### Data provided
^^^^^^^^^^^^^^^^

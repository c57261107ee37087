//! SchedulerLifecycle — binds leadership to the driver connection.
//!
//! ```text
//!            elected                 registered
//! STANDBY ─────────────▶ ACQUIRING ─────────────▶ ACTIVE
//!    ▲                       │                       │ defeated / consensus lost /
//!    │  failed or defeated   │                       │ disconnect / fatal
//!    └───────────────────────┘                       ▼
//!    ▲                                         RELINQUISHING
//!    └──────────────── (not fatal) ──────────────────┤
//!                                                    └──(fatal)──▶ TERMINATED
//! ```
//!
//! One task runs the whole sequence, so at most one acquire or relinquish is
//! ever in flight. The driver reference is only set while ACQUIRING has
//! completed registration and until RELINQUISHING stops the driver.

use std::sync::Arc;

use parking_lot::Mutex;
use serde::Serialize;
use tokio::sync::{mpsc, watch};
use tracing::{debug, error, info, warn};

use keel_core::LeadershipConfig;
use keel_events::LifecycleEvent;
use keel_health::Backoff;
use keel_tasks::TaskStateMachine;

use crate::candidate::{Candidacy, Candidate, LeadershipSignal};
use crate::driver::{DriverLifecycle, DriverNotice};
use crate::error::{DriverError, LifecycleError, LifecycleResult};

#[derive(Debug, Clone, Copy, PartialEq, Eq, Serialize)]
#[serde(rename_all = "SCREAMING_SNAKE_CASE")]
pub enum Phase {
    Standby,
    Acquiring,
    Active,
    Relinquishing,
    Terminated,
}

/// The coarse view most components care about.
#[derive(Debug, Clone, Copy, PartialEq, Eq, Serialize)]
#[serde(rename_all = "SCREAMING_SNAKE_CASE")]
pub enum LeadershipState {
    Standby,
    Active,
}

impl Phase {
    pub fn leadership(self) -> LeadershipState {
        match self {
            Phase::Active => LeadershipState::Active,
            _ => LeadershipState::Standby,
        }
    }
}

/// How a single candidacy ended.
enum Term {
    /// Leadership was given up voluntarily or taken away; contest again now.
    Relinquished,
    /// Acquisition failed or the connection dropped; contest again after backoff.
    Failed,
    Shutdown,
    Fatal(LifecycleError),
}

enum Acquire {
    Registered,
    Failed,
    Defeated,
    ConsensusLost,
    Shutdown,
}

pub struct SchedulerLifecycle {
    replica: String,
    candidate: Arc<dyn Candidate>,
    driver: Arc<DriverLifecycle>,
    notices: Mutex<Option<mpsc::UnboundedReceiver<DriverNotice>>>,
    tasks: Arc<TaskStateMachine>,
    config: LeadershipConfig,
    phase: watch::Sender<Phase>,
}

impl SchedulerLifecycle {
    pub fn new(
        replica: &str,
        candidate: Arc<dyn Candidate>,
        driver: Arc<DriverLifecycle>,
        notices: mpsc::UnboundedReceiver<DriverNotice>,
        tasks: Arc<TaskStateMachine>,
        config: LeadershipConfig,
    ) -> Self {
        let (phase, _) = watch::channel(Phase::Standby);
        Self {
            replica: replica.to_string(),
            candidate,
            driver,
            notices: Mutex::new(Some(notices)),
            tasks,
            config,
            phase,
        }
    }

    pub fn phase(&self) -> Phase {
        *self.phase.borrow()
    }

    pub fn leadership(&self) -> LeadershipState {
        self.phase().leadership()
    }

    pub fn watch(&self) -> watch::Receiver<Phase> {
        self.phase.subscribe()
    }

    pub fn driver(&self) -> &Arc<DriverLifecycle> {
        &self.driver
    }

    fn set_phase(&self, next: Phase) {
        let previous = self.phase.send_replace(next);
        if previous != next {
            info!(replica = %self.replica, from = ?previous, to = ?next, "scheduler phase changed");
        }
    }

    /// Contest leadership until shutdown or a fatal error.
    ///
    /// Returns `Err` only for fatal conditions; the caller should exit the
    /// process so a supervisor restarts it.
    pub async fn run(self: Arc<Self>, mut shutdown_rx: watch::Receiver<bool>) -> LifecycleResult<()> {
        let Some(mut notices) = self.notices.lock().take() else {
            return Err(LifecycleError::Fatal("scheduler lifecycle is already running".into()));
        };
        let mut backoff = Backoff::new(
            self.config.reelection_backoff(),
            self.config.max_reelection_backoff(),
        );

        loop {
            if *shutdown_rx.borrow() {
                break;
            }
            self.set_phase(Phase::Standby);

            let mut candidacy = match self.candidate.offer_leadership().await {
                Ok(candidacy) => candidacy,
                Err(e) if e.is_fatal() => {
                    self.set_phase(Phase::Terminated);
                    return Err(e);
                }
                Err(e) => {
                    let delay = backoff.record_failure();
                    warn!(error = %e, ?delay, "could not enter candidacy");
                    if sleep_or_shutdown(delay, &mut shutdown_rx).await {
                        break;
                    }
                    continue;
                }
            };

            let term = self
                .contest(&mut candidacy, &mut notices, &mut shutdown_rx, &mut backoff)
                .await;
            candidacy.abdicator.abdicate();

            match term {
                Term::Relinquished => {}
                Term::Failed => {
                    let delay = backoff.record_failure();
                    info!(
                        replica = %self.replica,
                        ?delay,
                        failures = backoff.consecutive_failures(),
                        "re-entering candidacy after backoff"
                    );
                    if sleep_or_shutdown(delay, &mut shutdown_rx).await {
                        break;
                    }
                }
                Term::Shutdown => break,
                Term::Fatal(e) => {
                    error!(replica = %self.replica, error = %e, "scheduler terminating");
                    self.set_phase(Phase::Terminated);
                    return Err(e);
                }
            }
        }

        self.driver.stop().await;
        self.set_phase(Phase::Standby);
        info!(replica = %self.replica, "scheduler lifecycle stopped");
        Ok(())
    }

    async fn contest(
        &self,
        candidacy: &mut Candidacy,
        notices: &mut mpsc::UnboundedReceiver<DriverNotice>,
        shutdown_rx: &mut watch::Receiver<bool>,
        backoff: &mut Backoff,
    ) -> Term {
        // ── Wait for election ──
        let epoch = loop {
            tokio::select! {
                signal = candidacy.signals.recv() => match signal {
                    Some(LeadershipSignal::Elected { epoch }) => break epoch,
                    Some(LeadershipSignal::Defeated) => {
                        debug!("defeated while standing by");
                    }
                    None => {
                        warn!("consensus session lost while standing by");
                        return Term::Failed;
                    }
                },
                changed = shutdown_rx.changed() => {
                    if changed.is_err() || *shutdown_rx.borrow() {
                        return Term::Shutdown;
                    }
                }
            }
        };

        // ── Acquire ──
        self.set_phase(Phase::Acquiring);
        info!(replica = %self.replica, epoch, "elected, acquiring");
        while notices.try_recv().is_ok() {}

        match self.tasks.recover() {
            Ok(count) => debug!(tasks = count, "task store recovered"),
            Err(e) => {
                let e = LifecycleError::from(e);
                if e.is_fatal() {
                    return Term::Fatal(e);
                }
                warn!(error = %e, "task recovery failed");
                return Term::Failed;
            }
        }

        let timeout = self.config.registration_timeout();
        let acquired = {
            let registration = tokio::time::timeout(timeout, self.driver.start());
            tokio::pin!(registration);
            loop {
                tokio::select! {
                    result = &mut registration => match result {
                        Ok(Ok(())) => break Acquire::Registered,
                        Ok(Err(e)) => {
                            warn!(error = %e, "registration failed, relinquishing");
                            break Acquire::Failed;
                        }
                        Err(_) => {
                            let e = DriverError::Timeout(timeout);
                            warn!(error = %e, "registration failed, relinquishing");
                            break Acquire::Failed;
                        }
                    },
                    signal = candidacy.signals.recv() => match signal {
                        Some(LeadershipSignal::Elected { .. }) => debug!("duplicate election notice"),
                        Some(LeadershipSignal::Defeated) => break Acquire::Defeated,
                        None => break Acquire::ConsensusLost,
                    },
                    changed = shutdown_rx.changed() => {
                        if changed.is_err() || *shutdown_rx.borrow() {
                            break Acquire::Shutdown;
                        }
                    }
                }
            }
        };

        match acquired {
            Acquire::Registered => {}
            Acquire::Failed => {
                self.relinquish(false).await;
                return Term::Failed;
            }
            Acquire::Defeated => {
                info!("leadership lost mid-registration");
                self.relinquish(false).await;
                return Term::Relinquished;
            }
            Acquire::ConsensusLost => {
                warn!("consensus lost mid-registration");
                self.relinquish(false).await;
                return Term::Failed;
            }
            Acquire::Shutdown => {
                self.relinquish(false).await;
                return Term::Shutdown;
            }
        }

        // ── Active ──
        self.set_phase(Phase::Active);
        backoff.record_success();
        self.tasks.bus().publish(LifecycleEvent::LeaderAcquired);
        info!(replica = %self.replica, epoch, "scheduler active");

        let term = loop {
            tokio::select! {
                signal = candidacy.signals.recv() => match signal {
                    Some(LeadershipSignal::Elected { .. }) => debug!("duplicate election notice"),
                    Some(LeadershipSignal::Defeated) => {
                        info!(replica = %self.replica, epoch, "leadership revoked");
                        break Term::Relinquished;
                    }
                    None => {
                        let e = LifecycleError::ConsensusLost;
                        warn!(replica = %self.replica, epoch, error = %e, "stopping driver");
                        break Term::Failed;
                    }
                },
                notice = notices.recv() => match notice {
                    Some(DriverNotice::Disconnected { fatal: false, reason }) => {
                        warn!(reason = %reason, "driver disconnected, relinquishing");
                        break Term::Failed;
                    }
                    Some(DriverNotice::Disconnected { fatal: true, reason }) => {
                        break Term::Fatal(LifecycleError::Fatal(reason));
                    }
                    Some(DriverNotice::Fatal(reason)) => {
                        break Term::Fatal(LifecycleError::Fatal(reason));
                    }
                    None => break Term::Fatal(LifecycleError::Fatal("driver notice channel closed".into())),
                },
                changed = shutdown_rx.changed() => {
                    if changed.is_err() || *shutdown_rx.borrow() {
                        break Term::Shutdown;
                    }
                }
            }
        };

        self.relinquish(true).await;
        term
    }

    async fn relinquish(&self, was_active: bool) {
        self.set_phase(Phase::Relinquishing);
        self.driver.stop().await;
        if was_active {
            self.tasks.bus().publish(LifecycleEvent::LeaderLost);
        }
    }
}

/// Returns `true` if shutdown was requested during the sleep.
async fn sleep_or_shutdown(delay: std::time::Duration, shutdown_rx: &mut watch::Receiver<bool>) -> bool {
    tokio::select! {
        _ = tokio::time::sleep(delay) => false,
        changed = shutdown_rx.changed() => changed.is_err() || *shutdown_rx.borrow(),
    }
}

^^^^^^^^^^^^^^^^

### Directions for this task
When a line in the material includes the word "LeadershipState", copy it out.

### Answer for the task
pub enum LeadershipState {
    pub fn leadership(self) -> LeadershipState {
            Phase::Active => LeadershipState::Active,
            _ => LeadershipState::Standby,
    pub fn leadership(&self) -> LeadershipState {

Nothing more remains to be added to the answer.